Tais documentos foram corroborados coerentemente pelos depoimentos de fls. 79/80, no qual as testemunhas MARLENE PELANDA E LUZIA BIETE VITURINE confirmaram que o que a requerente sempre trabalhou na lavoura.

Portanto, face à documentação colacionada aos autos há, sim, inicio de prova material nos termos do que exige a legislação aplicável ao caso, que em conjunto com a prova testemunhal produzida em Juízo, mostra-se suficiente para comprovar o exercício de atividade rural em período exigido pela legislação aplicável.

Assim sendo, faz jus a demandante ao recebimento do benefício de aposentadoria rural por idade, face ao preenchimento dos requisitos legais na espécie, merecendo reparo a sentença n que tange à negativa de concessão do benefício. Neste sentido: APELRE 20100201015960, DJ de 03/03/2011.

Ante o exposto, dou provimento á apelação da autora, condenado o INSS a conceder a autora aposentadoria rural por idade, a partir do requerimento administrativo em 03/09/2012, fl. 69, pagando as parcelas atrasadas acrescidas de juros de mora, a partir da citação, e correção monetária, nos termos do Manual de Orientação de Procedimentos para os cálculos da Justiça Federal.
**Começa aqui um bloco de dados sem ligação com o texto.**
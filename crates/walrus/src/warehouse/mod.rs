//! Warehouse load service abstraction.
//!
//! A [`WarehouseService`] accepts one [`LoadRequest`] at a time and hands back
//! a [`LoadJob`] the caller waits on. The BigQuery implementation talks to the
//! jobs REST API; the dry-run implementation only logs.

mod auth;
mod bigquery;
mod dry_run;

pub use auth::TokenSource;
pub use bigquery::BigQueryWarehouse;
pub use dry_run::DryRunWarehouse;

use async_trait::async_trait;
use std::fmt;

use crate::error::WarehouseError;
use crate::listing::StorageObjectRef;

/// Fully qualified destination table (`project.dataset.table`).
#[derive(Debug, Clone, PartialEq, Eq, Hash)]
pub struct TableRef {
    pub project: String,
    pub dataset: String,
    pub table: String,
}

impl TableRef {
    pub fn new(
        project: impl Into<String>,
        dataset: impl Into<String>,
        table: impl Into<String>,
    ) -> Self {
        Self {
            project: project.into(),
            dataset: dataset.into(),
            table: table.into(),
        }
    }
}

impl fmt::Display for TableRef {
    fn fmt(&self, f: &mut fmt::Formatter<'_>) -> fmt::Result {
        write!(f, "{}.{}.{}", self.project, self.dataset, self.table)
    }
}

/// Format of the source files handed to the warehouse.
#[derive(Debug, Clone, Copy, PartialEq, Eq)]
pub enum SourceFormat {
    Parquet,
}

impl SourceFormat {
    /// BigQuery `sourceFormat` label.
    pub fn as_bigquery(&self) -> &'static str {
        match self {
            SourceFormat::Parquet => "PARQUET",
        }
    }
}

impl fmt::Display for SourceFormat {
    fn fmt(&self, f: &mut fmt::Formatter<'_>) -> fmt::Result {
        f.write_str(self.as_bigquery())
    }
}

/// One object to load into one table.
#[derive(Debug, Clone, PartialEq, Eq)]
pub struct LoadRequest {
    pub source: StorageObjectRef,
    pub destination: TableRef,
    pub format: SourceFormat,
}

impl LoadRequest {
    /// A Parquet load of `source` into `destination`.
    pub fn parquet(source: StorageObjectRef, destination: TableRef) -> Self {
        Self {
            source,
            destination,
            format: SourceFormat::Parquet,
        }
    }
}

/// A warehouse that accepts bulk load requests.
#[async_trait]
pub trait WarehouseService: Send + Sync {
    /// Submit a load. Returns once the service has accepted the job, not
    /// when it has finished.
    async fn submit_load(&self, request: &LoadRequest) -> Result<Box<dyn LoadJob>, WarehouseError>;

    /// Service name for logging.
    fn name(&self) -> &str;
}

/// Handle to a submitted load.
#[async_trait]
pub trait LoadJob: Send {
    /// Service-assigned job identifier.
    fn id(&self) -> &str;

    /// Block until the job finishes. `Ok` means the data was loaded.
    async fn wait(&mut self) -> Result<(), WarehouseError>;
}
//! Configuration file loading shared by walrus binaries.
//!
//! Config documents are YAML. Environment variables are interpolated into the
//! raw text before parsing, so secrets such as access tokens can stay out of
//! the file.

mod vars;

pub use vars::{Interpolated, interpolate, interpolate_with};

use serde::de::DeserializeOwned;
use snafu::prelude::*;
use std::path::Path;

use crate::error::{
    ConfigError, EnvInterpolationSnafu, ReadFileSnafu, UnsupportedFormatSnafu, YamlParseSnafu,
};

/// Check if a path has a YAML extension.
pub fn is_yaml_file(path: &Path) -> bool {
    path.extension()
        .and_then(|ext| ext.to_str())
        .map(|ext| ext == "yaml" || ext == "yml")
        .unwrap_or(false)
}

/// Interpolate environment variables into `contents` and parse it as YAML.
pub fn parse_yaml<T: DeserializeOwned>(contents: &str) -> Result<T, ConfigError> {
    let result = interpolate(contents);
    ensure!(
        result.is_ok(),
        EnvInterpolationSnafu {
            message: result.errors.join("\n"),
        }
    );

    serde_yaml::from_str(&result.text).context(YamlParseSnafu)
}

/// Read a YAML config file from disk and parse it.
pub fn load_yaml_file<T: DeserializeOwned>(path: &Path) -> Result<T, ConfigError> {
    ensure!(
        is_yaml_file(path),
        UnsupportedFormatSnafu {
            path: path.to_path_buf(),
        }
    );

    let contents = std::fs::read_to_string(path).context(ReadFileSnafu {
        path: path.to_path_buf(),
    })?;

    parse_yaml(&contents)
}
Invertido o ônus da sucumbência, condeno a Autarquia ao pagamento de honorários advocatícios, conforme o art. 85 parágrafos 2º e 3º, do Novo Código de PROCESO Civil, cuja definição do percentual deverá ocorrer de acordo com o paragrafo 4º, inciso II, do mesmo artigo dessa lei, excluídas as parcelas vincendas, nos termos da Súmula nº111 do STJ.